Tower house in Argyll, Scotland

Castle Stalker (Caisteal an Stalcaire) is a four-storey tower house or keep in the Scottish county of Argyll. It is set on a tidal islet on Loch Laich, an inlet off Loch Linnhe. It is about 1+1/2 mi north-east of Port Appin and is visible from the A828 road about midway between Oban and Glen Coe. The islet is accessible with difficulty from the shore at low tide. The name "Stalker" comes from the Gaelic Stalcaire, meaning "hunter" or "falconer". The island castle is one of the best preserved medieval tower houses to survive in western Scotland and is a Category A listed building.
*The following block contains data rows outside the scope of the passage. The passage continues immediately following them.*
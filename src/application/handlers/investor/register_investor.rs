//! RegisterInvestor - Command handler creating the investor record.

use std::sync::Arc;

use crate::domain::foundation::{CommandMetadata, DomainError, ErrorCode, Timestamp, UserId};
use crate::domain::user::Investor;
use crate::ports::UserRepository;

#[derive(Debug, Clone)]
pub struct RegisterInvestorCommand {
    pub user_id: UserId,
    pub email: String,
    pub display_name: Option<String>,
}

pub struct RegisterInvestorHandler {
    users: Arc<dyn UserRepository>,
}

impl RegisterInvestorHandler {
    pub fn new(users: Arc<dyn UserRepository>) -> Self {
        Self { users }
    }

    pub async fn handle(
        &self,
        cmd: RegisterInvestorCommand,
        metadata: CommandMetadata,
    ) -> Result<Investor, DomainError> {
        if self.users.find_by_id(&cmd.user_id).await?.is_some() {
            return Err(DomainError::new(
                ErrorCode::Conflict,
                "Investor already registered",
            ));
        }

        let investor = Investor::register(cmd.user_id, cmd.email, cmd.display_name, Timestamp::now())?;
        self.users.save(&investor).await?;

        tracing::info!(
            user_id = %investor.id,
            correlation_id = %metadata.correlation_id(),
            "Investor registered"
        );
        Ok(investor)
    }
}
It stands in the Lynn of Lorn National Scenic Area.

==History==
The original castle was a small fort built around 1320 by Clan MacDougall, who were then Lords of Lorn. Around 1388, the Stewarts took over the Lordship of Lorn, and it is believed that they built the castle in its present form around the 1440s. The Stewarts' relative King James VI of Scotland visited the castle, and a drunken bet, around 1620, resulted in the castle passing to Clan Campbell. After the castle changed hands between these clans a couple of times, the Campbells finally abandoned it about 1840 when it lost its roof. In 1908, the castle was bought by Charles Stewart of Achara, who carried out basic conservation work. In 1965, Lt. Col. D. R. Stewart Allward acquired the castle and over about ten years fully restored it. Castle Stalker remains in private ownership and is open to the public at selected times during the summer.

For the 2011 census, the island on which the castle stands was classified by the National Records of Scotland as an inhabited island that "had no usual residents at the time of either the 2001 or 2011 censuses."

==In popular culture==
Castle Stalker has been used as a location for the filming of multiple works including:
- Monty Python and the Holy Grail (as "The Castle Aaaaarrrrrrggghhh")
- Highlander: Endgame
- Sense8 (as the estate of the "Old Man of Hoy")
- Black Mirror, "Loch Henry"

Castle Stalker is the inspiration for Castle Keep in the children's book The Boggart.